Oltre mille talassemici, un fabbisogno annuale di 110 sacche di sangue ogni mille abitanti e solo 54 a disposizione.

Bastano questi numeri per aprire in Sardegna una vertenza talassemia, frutto di un patto tra l'assessorato regionale della Sanità e le associazioni di talassemici.

Si tratta di una serie di interventi per migliorare l'assistenza, la ricerca e rendere l'ospedale Microcitemico il punto di riferimento d'eccellenza per la talassemia. "La raccolta di sangue è una priorità", sottolinea il presidente di ThalassAzione, Ivano Argiolas, "noi viviamo grazie al sangue donato dalle persone".

COLPA DI DECISIONI ROMANE - Ma se è vero che la donazione è una questione soprattutto culturale, ci sono anche alcune decisioni che rendono ancora più complicata la raccolta. Si tratta di decisioni che arrivano da Roma, come quella di aumentare il limite del valore dell'emoglobina per consentire la donazione.
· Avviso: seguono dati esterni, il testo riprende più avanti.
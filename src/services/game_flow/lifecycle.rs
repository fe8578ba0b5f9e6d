//! Lobby-phase operations: create, join, start, and seed collection.

use time::OffsetDateTime;
use tracing::{debug, info};
use uuid::Uuid;

use super::{GameFlowService, MAX_CODE_ATTEMPTS};
use crate::domain::game::Game;
use crate::domain::rotation::Seat;
use crate::error::AppError;
use crate::errors::domain::{ConflictKind, DomainError, ValidationKind};
use crate::errors::ErrorCode;
use crate::utils::join_code::generate_join_code;

/// Longest accepted player name.
const MAX_NAME_LEN: usize = 64;

impl GameFlowService {
    /// Create a game with the creator seated at 0, under a fresh join code.
    ///
    /// Codes are drawn and checked against the store until one is unused,
    /// bounded by `MAX_CODE_ATTEMPTS`. The store's duplicate-code rejection
    /// closes the race between the check and the insert.
    pub async fn create_game(&self, creator_name: &str) -> Result<Game, AppError> {
        let name = validate_player_name(creator_name)?;

        for attempt in 0..MAX_CODE_ATTEMPTS {
            let code = generate_join_code();
            if self.find_code_in_use(&code).await? {
                debug!(attempt, "join code collision, redrawing");
                continue;
            }
            let game = Game::new(Uuid::new_v4(), code, name.clone(), OffsetDateTime::now_utc());
            match self.store.insert(&game).await {
                Ok(()) => {
                    info!(game_id = %game.id, code = %game.code, "game created");
                    return Ok(game);
                }
                // Lost the insert race for this code; draw another.
                Err(DomainError::Conflict(ConflictKind::JoinCodeConflict, _)) => continue,
                Err(e) => return Err(e.into()),
            }
        }

        Err(AppError::conflict(
            ErrorCode::CodeSpaceExhausted,
            format!("Could not draw an unused join code in {MAX_CODE_ATTEMPTS} attempts"),
        ))
    }

    /// Join the lobby of the game with the given code. Returns the updated
    /// game and the seat assigned to the new player.
    pub async fn join_game(&self, code: &str, name: &str) -> Result<(Game, Seat), AppError> {
        let name = validate_player_name(name)?;
        let game = self.fetch_game_by_code(code).await?;
        let (game, seat) = self.mutate(game.id, |g| g.join(name.clone())).await?;
        info!(game_id = %game.id, seat, "player joined");
        Ok((game, seat))
    }

    /// Close the lobby and allocate the chains.
    pub async fn start_game(&self, game_id: Uuid) -> Result<Game, AppError> {
        let (game, ()) = self
            .mutate(game_id, |g| g.start(OffsetDateTime::now_utc()))
            .await?;
        info!(game_id = %game.id, players = game.player_count(), "game started");
        Ok(game)
    }

    /// Record a seat's seed word.
    pub async fn submit_seed(
        &self,
        game_id: Uuid,
        seat: Seat,
        word: &str,
    ) -> Result<Game, AppError> {
        let word = word.trim();
        if word.is_empty() {
            return Err(DomainError::validation(
                ValidationKind::MissingWord,
                "Seed word must not be empty",
            )
            .into());
        }
        let word = word.to_string();
        let (game, ()) = self
            .mutate(game_id, |g| g.submit_seed(seat, word.clone()))
            .await?;
        debug!(game_id = %game.id, seat, "seed recorded");
        Ok(game)
    }

    async fn find_code_in_use(&self, code: &str) -> Result<bool, AppError> {
        Ok(self.store.find_by_code(code).await?.is_some())
    }
}

fn validate_player_name(raw: &str) -> Result<String, AppError> {
    let name = raw.trim();
    if name.is_empty() {
        return Err(DomainError::validation(
            ValidationKind::MissingName,
            "Player name must not be empty",
        )
        .into());
    }
    if name.len() > MAX_NAME_LEN {
        return Err(DomainError::validation(
            ValidationKind::Other("NAME_TOO_LONG".into()),
            format!("Player name is capped at {MAX_NAME_LEN} characters"),
        )
        .into());
    }
    Ok(name.to_string())
}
In una Regione in cui l'incidenza di portatori sani di talassemia è molto alta, significa impedire a tantissime persone di poter donare il sangue.

Il sistema sanitario sardo spende circa 6 milioni all'anno per colmare un gap che diversamente impedirebbe di garantire le cure non solo ai talassemici, ma a chiunque abbia necessità di sangue per gli interventi.

L'assessore, Luigi Arru, ha dato la massima disponibilità per un confronto costante con le associazioni per un tavolo tecnico sulle emopatie: "Dobbiamo mettere a sistema atti che si traducano in azioni concrete". Graziella Pintus, direttore generale dell'Azienda Brotzu, ha elencato gli interventi imminenti che riguarderanno l'ospedale Cao: "Ci sono 8,2 milioni di euro di fondi europei per i lavori di ampliamento e 600 mila per gli arredi. Abbiamo acquistato una tac pediatrica con 1,2 milioni e assunto l'impegno di definire una struttura dedicata ai talassemici, diversa dall'attuale ospitata nella clinica pediatrica".